*** Exercise materials Section Begins ***

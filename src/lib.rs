//! # Latent Assets
//!
//! Indexes user-uploaded images by a multimodal embedding and serves
//! natural-language similarity queries over them, optionally biased by
//! user-assigned tags.
//!
//! ## Architecture
//!
//! ```text
//! ┌──────────┐   ┌───────────────────────────┐   ┌───────────┐
//! │ Uploads  │──▶│ Ingest                     │──▶│  SQLite    │
//! │          │   │ dedup → store → embed      │   │ vectors +  │
//! └──────────┘   └───────────────────────────┘   │ payloads   │
//!                                                 └─────┬─────┘
//!                             ┌─────────────────────────┤
//!                             ▼                         ▼
//!                       ┌──────────┐             ┌──────────┐
//!                       │   CLI    │             │   HTTP   │
//!                       │ (latent) │             │  (axum)  │
//!                       └──────────┘             └──────────┘
//! ```
//!
//! ## Modules
//!
//! | Module | Purpose |
//! |--------|---------|
//! | [`config`] | TOML configuration parsing |
//! | [`error`] | Error taxonomy |
//! | [`models`] | Core data types |
//! | [`dedup`] | Content fingerprinting and duplicate detection |
//! | [`embedding`] | Embedding gateway client and vector utilities |
//! | [`store`] | Asset Index: vector collection backends |
//! | [`search`] | Tag-biased hybrid search |
//! | [`ingest`] | Batch ingestion orchestration |
//! | [`storage`] | Durable byte storage for uploads |
//! | [`server`] | HTTP API |

pub mod config;
pub mod dedup;
pub mod embedding;
pub mod error;
pub mod ingest;
pub mod models;
pub mod search;
pub mod server;
pub mod storage;
pub mod store;
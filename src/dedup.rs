//! Content-addressed deduplication.
//!
//! Every upload is identified by the SHA-256 digest of its raw bytes. The
//! digest is computed once at ingestion and stored on the record; duplicate
//! detection is an exact-match lookup against the index, never a similarity
//! query.

use sha2::{Digest, Sha256};

use crate::error::AssetResult;
use crate::store::AssetStore;

/// Compute the content fingerprint of an uploaded payload.
///
/// Deterministic and collision-resistant: the same bytes always produce the
/// same fingerprint, and distinct bytes collide only with cryptographically
/// negligible probability.
pub fn fingerprint(bytes: &[u8]) -> String {
    let mut hasher = Sha256::new();
    hasher.update(bytes);
    format!("{:x}", hasher.finalize())
}

/// Check whether content with this fingerprint is already indexed.
///
/// Errors from the store propagate unchanged — an unreachable index must not
/// be mistaken for "not a duplicate".
pub async fn exists(store: &dyn AssetStore, fingerprint: &str) -> AssetResult<bool> {
    store.fingerprint_exists(fingerprint).await
}

#[cfg(test)]
mod tests {
    use super::*;

    #[test]
    fn test_fingerprint_deterministic() {
        let data = b"the same bytes";
        assert_eq!(fingerprint(data), fingerprint(data));
    }

    #[test]
    fn test_fingerprint_distinguishes_content() {
        assert_ne!(fingerprint(b"payload one"), fingerprint(b"payload two"));
        // One-byte difference is enough
        assert_ne!(fingerprint(b"payload"), fingerprint(b"paxload"));
    }

    #[test]
    fn test_fingerprint_is_hex_sha256() {
        let fp = fingerprint(b"");
        assert_eq!(fp.len(), 64);
        assert!(fp.chars().all(|c| c.is_ascii_hexdigit()));
        // Well-known digest of the empty input
        assert_eq!(
            fp,
            "e3b0c44298fc1c149afbf4c8996fb92427ae41e4649b934ca495991b7852b855"
        );
    }
}
//! Shared test doubles for the integration suites.

use async_trait::async_trait;
use sha2::{Digest, Sha256};

use latent_assets::embedding::Embedder;
use latent_assets::error::{AssetError, AssetResult};
use latent_assets::models::{AssetRecord, ScoredAsset};
use latent_assets::store::AssetStore;

/// Deterministic embedder: the vector is derived from a SHA-256 of the
/// input, so identical inputs embed identically and distinct inputs differ.
/// Output is L2-normalized, matching the gateway contract.
pub struct StubEmbedder {
    pub dims: usize,
}

fn seeded_unit_vector(seed: &[u8], dims: usize) -> Vec<f32> {
    let digest = Sha256::digest(seed);
    let mut v: Vec<f32> = (0..dims)
        .map(|i| f32::from(digest[i % digest.len()]) + 1.0)
        .collect();
    let norm = v.iter().map(|x| x * x).sum::<f32>().sqrt();
    for x in &mut v {
        *x /= norm;
    }
    v
}

#[async_trait]
impl Embedder for StubEmbedder {
    fn dims(&self) -> usize {
        self.dims
    }

    async fn embed_text(&self, text: &str) -> AssetResult<Vec<f32>> {
        Ok(seeded_unit_vector(text.as_bytes(), self.dims))
    }

    async fn embed_image(&self, _filename: &str, bytes: &[u8]) -> AssetResult<Vec<f32>> {
        Ok(seeded_unit_vector(bytes, self.dims))
    }
}

/// Embedder that refuses payloads containing a marker byte sequence,
/// simulating a gateway outage for specific items.
pub struct FlakyEmbedder {
    pub dims: usize,
    pub poison: Vec<u8>,
}

#[async_trait]
impl Embedder for FlakyEmbedder {
    fn dims(&self) -> usize {
        self.dims
    }

    async fn embed_text(&self, text: &str) -> AssetResult<Vec<f32>> {
        Ok(seeded_unit_vector(text.as_bytes(), self.dims))
    }

    async fn embed_image(&self, _filename: &str, bytes: &[u8]) -> AssetResult<Vec<f32>> {
        if bytes
            .windows(self.poison.len())
            .any(|w| w == self.poison.as_slice())
        {
            return Err(AssetError::EmbeddingUnavailable {
                reason: "simulated gateway outage".to_string(),
            });
        }
        Ok(seeded_unit_vector(bytes, self.dims))
    }
}

/// Store whose dedup lookup always fails, simulating an unreachable index
/// during the existence check.
pub struct DedupOutageStore<S> {
    pub inner: S,
}

#[async_trait]
impl<S: AssetStore> AssetStore for DedupOutageStore<S> {
    async fn ensure_collection(&self) -> AssetResult<()> {
        self.inner.ensure_collection().await
    }

    async fn upsert(&self, records: &[AssetRecord]) -> AssetResult<()> {
        self.inner.upsert(records).await
    }

    async fn delete_by_path(&self, path: &str) -> AssetResult<u64> {
        self.inner.delete_by_path(path).await
    }

    async fn update_tags(&self, path: &str, tags: &[String]) -> AssetResult<bool> {
        self.inner.update_tags(path, tags).await
    }

    async fn fingerprint_exists(&self, _fingerprint: &str) -> AssetResult<bool> {
        Err(AssetError::StoreUnavailable {
            source: sqlx::Error::PoolTimedOut,
        })
    }

    async fn similarity_search(
        &self,
        query: &[f32],
        limit: usize,
        tag: Option<&str>,
    ) -> AssetResult<Vec<ScoredAsset>> {
        self.inner.similarity_search(query, limit, tag).await
    }

    async fn count(&self) -> AssetResult<u64> {
        self.inner.count().await
    }
}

*** Exercise materials Section Ends ***

Exercise | Copy out, from the material above, each line in which the string "detection" is found.

Answer section |
//! | [`dedup`] | Content fingerprinting and duplicate detection |
//! detection is an exact-match lookup against the index, never a similarity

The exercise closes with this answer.